– Нам здесь не нужно пилотаж крутить. Особенность тяжелого межпланетного корабля – точность ориентации. Вполне сравнимая с прецезионностью наводки телескопа. Доли градуса приходится ловить. Потому и база инструмента должна быть большая. Вот и пришлось сделать рубку в виде одного большого инструмента.
– То есть?
– Разметку видите? – показал Камов на линии на экране.
– Вижу, – сказал Лунин.
– А на пультах ложементов визиры?
– Тоже вижу…
– Ну вот, пилот, совмещая визир с координатами нужной точки на экране, задает точную ориентировку главной оси корабля.

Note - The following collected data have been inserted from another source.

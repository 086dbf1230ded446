use serde::{Deserialize, Serialize};
use std::fmt;
use std::str::FromStr;

/// Two relevance values closer than this are considered equal when ranking.
pub const RELEVANCE_EPSILON: f64 = 1e-6;

/// Document represents a single ranked search hit
#[derive(Debug, Clone, Copy, PartialEq, Serialize, Deserialize)]
pub struct Document {
    pub id: i32,
    pub relevance: f64,
    pub rating: i32,
}

impl Document {
    pub fn new(id: i32, relevance: f64, rating: i32) -> Self {
        Self {
            id,
            relevance,
            rating,
        }
    }
}

impl fmt::Display for Document {
    fn fmt(&self, f: &mut fmt::Formatter<'_>) -> fmt::Result {
        write!(
            f,
            "{{ document_id = {}, relevance = {}, rating = {} }}",
            self.id, self.relevance, self.rating
        )
    }
}

pub fn is_relevance_equal(left: f64, right: f64) -> bool {
    (left - right).abs() < RELEVANCE_EPSILON
}

/// Caller-defined lifecycle tag of a document
#[derive(Debug, Clone, Copy, PartialEq, Eq, Hash, Default, Serialize, Deserialize)]
#[serde(rename_all = "SCREAMING_SNAKE_CASE")]
pub enum DocumentStatus {
    #[default]
    Actual,
    Irrelevant,
    Banned,
    Removed,
}

impl DocumentStatus {
    /// Map the numeric code used by corpus files (0..=3).
    pub fn from_code(code: i64) -> Option<Self> {
        match code {
            0 => Some(DocumentStatus::Actual),
            1 => Some(DocumentStatus::Irrelevant),
            2 => Some(DocumentStatus::Banned),
            3 => Some(DocumentStatus::Removed),
            _ => None,
        }
    }

    pub fn code(self) -> i64 {
        match self {
            DocumentStatus::Actual => 0,
            DocumentStatus::Irrelevant => 1,
            DocumentStatus::Banned => 2,
            DocumentStatus::Removed => 3,
        }
    }
}

impl fmt::Display for DocumentStatus {
    fn fmt(&self, f: &mut fmt::Formatter<'_>) -> fmt::Result {
        write!(f, "{}", self.code())
    }
}

impl FromStr for DocumentStatus {
    type Err = String;

    fn from_str(s: &str) -> Result<Self, Self::Err> {
        match s.to_ascii_lowercase().as_str() {
            "actual" | "0" => Ok(DocumentStatus::Actual),
            "irrelevant" | "1" => Ok(DocumentStatus::Irrelevant),
            "banned" | "2" => Ok(DocumentStatus::Banned),
            "removed" | "3" => Ok(DocumentStatus::Removed),
            other => Err(format!("unknown document status '{}'", other)),
        }
    }
}

/// Per-document metadata kept by the store
#[derive(Debug, Clone, Copy, PartialEq, Eq)]
pub struct DocumentData {
    pub rating: i32,
    pub status: DocumentStatus,
}

/// Truncating integer mean of the ratings, 0 when there are none.
pub fn compute_average_rating(ratings: &[i32]) -> i32 {
    if ratings.is_empty() {
        return 0;
    }
    let sum: i64 = ratings.iter().map(|&r| i64::from(r)).sum();
    (sum / ratings.len() as i64) as i32
}

#[cfg(test)]
mod tests {
    use super::*;

    #[test]
    fn test_average_rating() {
        assert_eq!(compute_average_rating(&[1, 2, 3]), 2);
        assert_eq!(compute_average_rating(&[]), 0);
        assert_eq!(compute_average_rating(&[1, 2]), 1);
        // truncates toward zero, not down
        assert_eq!(compute_average_rating(&[-1, -2]), -1);
        assert_eq!(compute_average_rating(&[i32::MAX, i32::MAX]), i32::MAX);
    }

    #[test]
    fn test_relevance_equality() {
        assert!(is_relevance_equal(0.5, 0.5 + 1e-9));
        assert!(!is_relevance_equal(0.5, 0.5 + 2e-6));
    }

    #[test]
    fn test_status_parsing() {
        assert_eq!("banned".parse::<DocumentStatus>(), Ok(DocumentStatus::Banned));
        assert_eq!("ACTUAL".parse::<DocumentStatus>(), Ok(DocumentStatus::Actual));
        assert_eq!("3".parse::<DocumentStatus>(), Ok(DocumentStatus::Removed));
        assert!("deleted".parse::<DocumentStatus>().is_err());
        assert_eq!(DocumentStatus::from_code(1), Some(DocumentStatus::Irrelevant));
        assert_eq!(DocumentStatus::from_code(4), None);
    }

    #[test]
    fn test_display() {
        let doc = Document::new(4, 0.25, 3);
        assert_eq!(doc.to_string(), "{ document_id = 4, relevance = 0.25, rating = 3 }");
        assert_eq!(DocumentStatus::Banned.to_string(), "2");
    }
}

Так сказать – предварительно прицеливается. Штурман по своей аппаратуре проверяет установку более точно. А затем уже просто… Нужно только довернуть сам корабль так, чтобы привести экваториальное кольцо – Сергей Александрович указал на решетчатую ферму, к которой крепились кресла – к широте ноль на градусной сетке небесного глобуса… Вам все еще что-то непонятно, Вадим Петрович?
Лунин закрыл рот. Подумал. Потом сказал:
– Непонятно.
– Эк, – Камов крякнул с досадой. – Тогда, извините, окончательное объяснение уже после завершения коррекции!
– Хорошо… – согласился Вадим.
– Сережа, – между тем позвал Камов. – Ты готов?
– Готов, Сергей Александрович.
– Тогда работаем. Георгий – контроль осей! Сурен – рулевые двигатели!
– Есть! Выполняю! – донесла трансляция.
– Начали!
Если Лунин думал, что разворот самого корабля на новый курс, после того как предварительное прицеливание – или как его там? – выполнено, это не сложно, то ему пришлось в этом усомниться. Поворот следовало произвести не просто "направо-налево" или "вверх-вниз", а в двух плоскостях сразу – "вправо-вверх". А для этого требовалось сперва, работая враздрай носовыми и кормовыми рулями, развернуть корабль на строго заданный курсовой угол в плоскости эклиптики. Зафиксировать его в этом положении. А затем, используя другие группы рулевых двигателей, задать отклонение по тангажу, такое, чтобы параллелограмм сложения векторов прежнего движения и новой тяги выдал составляющую, направленную по грубому сопряжению в сторону орбиты Марса. При этом сохраняя значение ранее установленного отклонения по курсу.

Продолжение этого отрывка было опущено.